Keeping aircraft systems, components and equipment in top working order requires mental and physical sharpness and stamina. Since maintainers, mechanics and other workers are already physically active, perhaps some information about how to increase your mental stamina, recover on days off, and generally avoid injuries would be helpful.

Improving your physical function will lead to improved brain efficiency from enhanced biochemistry, circulation and digestion. This makes a great case for getting good at the basics.

Hydration, ideal food choices, sleep/rest and thermal stressor recovery are critical components to staying mentally and physically fit. I like to describe the central nervous system (brain and spinal cord) as a simplistic, yet elegant two-way street — what goes in affects what comes out.

Some “A+” information for your central nervous system:

  • Consistent hydration — supports attention and mental clarity. Also helps reduce cravings. Strive to drink half your body weight in oz’s of filtered water every day.
  • Keep blood glucose levels as flat as possible by eating/snacking every 3-4 hours with healthy food choices — strive for 1/3 complex carbs, 1/3 protein, 1/3 good fats. Promotes mental agility and balances emotions.
  • Sleep 7-8 hours each night. Supports better biochemistry through healthier hormone function, memory, information retention, and improved mood.
  • Get at least 10-15 minutes of exercise a day, other than your job duties. Even laying down and doing spinal twist or legs up the wall (both — restorative Yoga) can clear your mind and give your brain a much-needed boost.
  • Lessen eye strain/fatigue by using proper glasses to reduce fatigue and UV exposure.
  • Lower sound, noise and interruptions by wearing good ear protection or headset.
Image of two pre-made lunches with chickpeas, avocado slices, rice and vegetables

Photo by Ella Olsson on Unsplash

Ergonomics and physical upgrades (more “A+” info):

  • Have at least two pairs of shoes/boots and alternate days wearing them. Replace often, as your feet support your legs, pelvis and spine and appreciate good care.
  • Avoid neck flexion (looking down) for extended periods of time — flattens the curve of your neck which can lead to poor neurological function from postural alterations.
  • When sitting, rest fully on seat cushion and avoid perching on the front edge of your seat — lessens circulation problems in your thighs and lower legs.
  • Train yourself to be ambidextrous when possible — use non-dominant hand/arm, bend on non-dominant leg — balances brain function and reduces overuse on dominant-sided joints.
  • When crouched or cramped in uncomfortable positions, remind yourself to breathe deeply to oxygenate brain and muscles. This skill also trains you to calm yourself when stressed.
  • Maintain healthy blood glucose levels by eating regularly. Pack your own meals and healthy snacks. Choose protein bars with ≤12 g sugar.
  • Weight-lifting and cardio exercise for strength training to increase endurance and resiliency.
  • Gentle activities like stretching, or restorative Yoga (i.e.: legs up the wall) counterbalance walking and standing. It’s important to regularly stretch legs and shoulders to stay flexible.

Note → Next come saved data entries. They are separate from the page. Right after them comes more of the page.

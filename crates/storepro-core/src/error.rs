//! # Error Types
//!
//! Domain-specific error types for storepro-core.
//!
//! ## Error Hierarchy
//! ```text
//! ┌─────────────────────────────────────────────────────────────────────┐
//! │                         Error Types                                 │
//! │                                                                     │
//! │  storepro-core errors (this file)                                   │
//! │  └── CoreError       - Cart and payment workflow rule violations    │
//! │                                                                     │
//! │  storepro-db errors (separate crate)                                │
//! │  └── DbError         - Database operation failures                  │
//! │                                                                     │
//! │  storepro-terminal errors (separate crate)                          │
//! │  └── TerminalError   - Lookup/commit/print failures + CoreError     │
//! │                                                                     │
//! │  Flow: CoreError ──► TerminalError ──► caller (UI re-prompts)       │
//! └─────────────────────────────────────────────────────────────────────┘
//! ```
//!
//! ## Design Principles
//! 1. Use `thiserror` for derive macros (not manual impl)
//! 2. Include context in error messages (amounts, limits)
//! 3. Errors are enum variants, never String

use thiserror::Error;

use crate::payment::WorkflowPhase;

// =============================================================================
// Core Error
// =============================================================================

/// Core business logic errors.
///
/// These represent business rule violations. They are all *local*
/// failures: the cart and any captured tender are left untouched, and the
/// caller re-prompts the cashier.
#[derive(Debug, Error, PartialEq, Eq)]
pub enum CoreError {
    /// A payment cannot begin (or a sale commit) against an empty cart.
    #[error("cart is empty")]
    EmptyCart,

    /// Cart has exceeded maximum allowed distinct items.
    #[error("cart cannot have more than {max} items")]
    CartTooLarge { max: usize },

    /// Line quantity exceeds maximum allowed.
    #[error("quantity {requested} exceeds maximum allowed ({max})")]
    QuantityTooLarge { requested: i64, max: i64 },

    /// Tendered amount is below the amount due.
    ///
    /// ## Policy
    /// No partial/layaway payments: the workflow stays in Capturing and
    /// the cashier re-prompts for tender. Accepting a short tender would
    /// leak negative-due states into commit and EOD.
    #[error("insufficient payment: tendered {tendered_cents} cents against {due_cents} cents due")]
    InsufficientPayment {
        due_cents: i64,
        tendered_cents: i64,
    },

    /// Operation attempted in a workflow phase that does not allow it.
    ///
    /// ## When This Occurs
    /// - `submit_tender` before `begin` or after settle/cancel
    /// - `begin` on an already-used workflow (instances are single-use)
    #[error("payment workflow is {phase:?}, cannot {operation}")]
    WrongPhase {
        operation: &'static str,
        phase: WorkflowPhase,
    },
}

// =============================================================================
// Result Type Alias
// =============================================================================

/// Convenience type alias for Results with CoreError.
pub type CoreResult<T> = Result<T, CoreError>;

// =============================================================================
// Unit Tests
// =============================================================================
//! # Database Error Types
//!
//! Error types for database operations.
//!
//! ## Error Flow
//! ```text
//! ┌─────────────────────────────────────────────────────────────────────────┐
//! │                    Error Propagation                                    │
//! │                                                                         │
//! │  SQLite Error (sqlx::Error)                                             │
//! │       │                                                                 │
//! │       ▼                                                                 │
//! │  DbError (this module) ← Adds context and categorization                │
//! │       │                                                                 │
//! │       ▼                                                                 │
//! │  TerminalError (storepro-terminal) ← Surfaced to the cashier UI         │
//! │                                                                         │
//! └─────────────────────────────────────────────────────────────────────────┘
//! ```

use thiserror::Error;

/// Database operation errors.
///
/// These errors wrap sqlx errors and provide additional context
/// for debugging and user feedback.
#[derive(Debug, Error)]
pub enum DbError {
    /// Entity not found in database.
    ///
    /// ## When This Occurs
    /// - `fetch_one` returns no rows
    /// - SKU or sale id doesn't exist
    #[error("{entity} not found: {id}")]
    NotFound { entity: String, id: String },

    /// Unique constraint violation.
    ///
    /// ## When This Occurs
    /// - Inserting a duplicate SKU
    /// - Any UNIQUE index violation
    #[error("Duplicate {field}: '{value}' already exists")]
    UniqueViolation { field: String, value: String },

    /// Foreign key constraint violation.
    ///
    /// ## When This Occurs
    /// - Inserting a sale item referencing a non-existent sale_id
    #[error("Foreign key violation: {message}")]
    ForeignKeyViolation { message: String },

    /// A sale must contain at least one item.
    ///
    /// Guarded here as well as in the cart: a zero-item sale row would be
    /// unreceiptable and corrupt EOD product rollups.
    #[error("sale must contain at least one item")]
    EmptySale,

    /// Stored value could not be mapped back to a domain type
    /// (e.g. an unknown payment_method string).
    #[error("Corrupt row: {0}")]
    CorruptRow(String),

    /// Database connection failed.
    #[error("Connection failed: {0}")]
    ConnectionFailed(String),

    /// Migration failed.
    #[error("Migration failed: {0}")]
    MigrationFailed(String),

    /// Query execution failed.
    #[error("Query failed: {0}")]
    QueryFailed(String),

    /// Pool exhausted (all connections in use).
    #[error("Connection pool exhausted")]
    PoolExhausted,

    /// Internal database error.
    #[error("Internal database error: {0}")]
    Internal(String),
}

impl DbError {
    /// Creates a NotFound error for a given entity type and ID.
    pub fn not_found(entity: impl Into<String>, id: impl Into<String>) -> Self {
        DbError::NotFound {
            entity: entity.into(),
            id: id.into(),
        }
    }

    /// Creates a UniqueViolation error.
    pub fn duplicate(field: impl Into<String>, value: impl Into<String>) -> Self {
        DbError::UniqueViolation {
            field: field.into(),
            value: value.into(),
        }
    }
}

/// Convert sqlx errors to DbError.
///
/// ## Error Mapping
/// ```text
/// sqlx::Error::RowNotFound    → DbError::NotFound
/// sqlx::Error::Database       → Analyze message for constraint type
/// sqlx::Error::PoolTimedOut   → DbError::PoolExhausted
/// Other                       → DbError::Internal
/// ```
impl From<sqlx::Error> for DbError {
    fn from(err: sqlx::Error) -> Self {
        match err {
            sqlx::Error::RowNotFound => DbError::NotFound {
                entity: "Record".to_string(),
                id: "unknown".to_string(),
            },

            sqlx::Error::Database(db_err) => {
                let msg = db_err.message();

                // SQLite constraint messages:
                // UNIQUE:      "UNIQUE constraint failed: <table>.<column>"
                // FOREIGN KEY: "FOREIGN KEY constraint failed"
                if msg.contains("UNIQUE constraint failed") {
                    let field = msg
                        .split("UNIQUE constraint failed: ")
                        .nth(1)
                        .unwrap_or("unknown")
                        .to_string();
                    DbError::UniqueViolation {
                        field,
                        value: "unknown".to_string(),
                    }
                } else if msg.contains("FOREIGN KEY constraint failed") {
                    DbError::ForeignKeyViolation {
                        message: msg.to_string(),
                    }
                } else {
                    DbError::QueryFailed(msg.to_string())
                }
            }

            sqlx::Error::PoolTimedOut => DbError::PoolExhausted,

            sqlx::Error::PoolClosed => DbError::ConnectionFailed("Pool is closed".to_string()),

            _ => DbError::Internal(err.to_string()),
        }
    }
}

impl From<sqlx::migrate::MigrateError> for DbError {
    fn from(err: sqlx::migrate::MigrateError) -> Self {
        DbError::MigrationFailed(err.to_string())
    }
}

/// Result type for database operations.
pub type DbResult<T> = Result<T, DbError>;
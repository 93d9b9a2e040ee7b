//! # Repository Module
//!
//! Database repository implementations for StorePro.
//!
//! ## Repository Pattern
//! ```text
//! ┌─────────────────────────────────────────────────────────────────────────┐
//! │                    Repository Pattern Explained                         │
//! │                                                                         │
//! │  The Repository pattern abstracts database access behind a clean API.  │
//! │                                                                         │
//! │  Terminal session                                                       │
//! │       │                                                                 │
//! │       │  db.products().get_by_sku("FC-001")                             │
//! │       │  db.sales().save_sale_atomic(&new_sale)                         │
//! │       ▼                                                                 │
//! │  Repository (SQL isolated here)                                         │
//! │       ▼                                                                 │
//! │  SQLite Database                                                        │
//! └─────────────────────────────────────────────────────────────────────────┘
//! ```
//!
//! ## Available Repositories
//!
//! - [`product::ProductRepository`] - Catalog lookups and price updates
//! - [`sale::SaleRepository`] - Atomic sale commit and day-window queries

pub mod product;
pub mod sale;
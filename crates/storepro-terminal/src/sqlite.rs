//! # SQLite Collaborator Wiring
//!
//! Implements the catalog and journal traits over the storepro-db
//! repositories, so a production terminal is assembled as:
//!
//! ```rust,ignore
//! let db = Database::new(DbConfig::new("store.db")).await?;
//! let terminal = Terminal::new(db.products(), db.sales(), NullPrinter);
//! ```

use async_trait::async_trait;
use chrono::{DateTime, Utc};

use crate::collab::{ProductCatalog, SaleJournal};
use crate::error::BoxError;
use storepro_core::types::{NewSale, Product, Sale};
use storepro_db::{ProductRepository, SaleRepository};

#[async_trait]
impl ProductCatalog for ProductRepository {
    async fn find_by_sku(&self, sku: &str) -> Result<Option<Product>, BoxError> {
        Ok(self.get_by_sku(sku).await?)
    }

    async fn find_by_name_prefix(
        &self,
        prefix: &str,
        limit: u32,
    ) -> Result<Vec<Product>, BoxError> {
        Ok(self.search_by_name_prefix(prefix, limit).await?)
    }
}

#[async_trait]
impl SaleJournal for SaleRepository {
    async fn save_sale_atomic(&self, sale: &NewSale) -> Result<Sale, BoxError> {
        Ok(SaleRepository::save_sale_atomic(self, sale).await?)
    }

    async fn sales_in_range(
        &self,
        start: DateTime<Utc>,
        end: DateTime<Utc>,
    ) -> Result<Vec<Sale>, BoxError> {
        Ok(self.query_sales_in_range(start, end).await?)
    }
}
//! # Database Migrations
//!
//! Embedded SQL migrations for StorePro.
//!
//! ## Adding New Migrations
//!
//! 1. Create a new file in `migrations/sqlite/` with the next sequence number
//! 2. Name format: `NNN_description.sql` (e.g., `002_add_refunds_table.sql`)
//! 3. Write idempotent SQL (use `IF NOT EXISTS` where possible)
//! 4. **NEVER** modify existing migrations - always add new ones

use sqlx::SqlitePool;
use tracing::info;

use crate::error::DbResult;

/// Embedded migrations from the `migrations/sqlite` directory.
///
/// The `sqlx::migrate!()` macro embeds all SQL files from the specified
/// directory into the binary at compile time. No runtime file access needed.
static MIGRATOR: sqlx::migrate::Migrator = sqlx::migrate!("../../migrations/sqlite");

/// Runs all pending database migrations.
///
/// ## Safety
/// - Idempotent: safe to run multiple times
/// - Transactional: each migration runs in a transaction
/// - Ordered: migrations run in filename order (001, 002, ...)
pub async fn run_migrations(pool: &SqlitePool) -> DbResult<()> {
    info!("Checking for pending migrations");

    MIGRATOR.run(pool).await?;

    info!("All migrations applied successfully");
    Ok(())
}

/// Returns (total_migrations, applied_migrations), for diagnostics.
pub async fn migration_status(pool: &SqlitePool) -> DbResult<(usize, usize)> {
    let total = MIGRATOR.migrations.len();

    let applied: i64 = sqlx::query_scalar("SELECT COUNT(*) FROM _sqlx_migrations")
        .fetch_one(pool)
        .await
        .unwrap_or(0);

    Ok((total, applied as usize))
}
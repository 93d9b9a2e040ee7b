//! # Terminal Error Types
//!
//! Errors surfaced by the session engine to whatever UI drives it.
//! Collaborator failures (catalog, journal, printer) are carried as boxed
//! sources so the traits stay implementation-agnostic.

use thiserror::Error;

use storepro_core::CoreError;

/// Boxed error type used at the collaborator trait boundary.
pub type BoxError = Box<dyn std::error::Error + Send + Sync + 'static>;

/// Session engine errors.
#[derive(Debug, Error)]
pub enum TerminalError {
    /// No product with the given SKU exists in the catalog.
    #[error("product not found: {0}")]
    ProductNotFound(String),

    /// A cart or payment business rule was violated.
    /// The session state is unchanged; re-prompt the cashier.
    #[error(transparent)]
    Core(#[from] CoreError),

    /// The catalog collaborator failed (not "no match" - an actual failure).
    #[error("catalog unavailable")]
    CatalogUnavailable(#[source] BoxError),

    /// The sale journal rejected or failed the atomic commit.
    ///
    /// ## Recovery
    /// Cart and settlement are preserved: the cashier retries the commit,
    /// they do not re-ring the sale.
    #[error("sale commit failed")]
    CommitFailed(#[source] BoxError),

    /// Commit requested without a settled payment.
    #[error("no settled payment to commit")]
    NothingToCommit,

    /// The receipt printer failed. The sale is already committed; this is
    /// never a reason to roll anything back.
    #[error("printer unavailable")]
    PrinterUnavailable(#[source] BoxError),

    /// The end-of-day sales query failed.
    #[error("end-of-day query failed")]
    EodQueryFailed(#[source] BoxError),
}

/// Result type for terminal operations.
pub type TerminalResult<T> = Result<T, TerminalError>;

Upping your self-care will have immediate positive effects — you’ll feel better and sharper. You’ll also avoid a lot of aches and pains as you continue to age. All of us over the age of fifty understand how much longer it takes to recover from injury or illness and reverse wayward habits or indulgences. You can take simple steps today and quickly enjoy healthy dividends from your investments.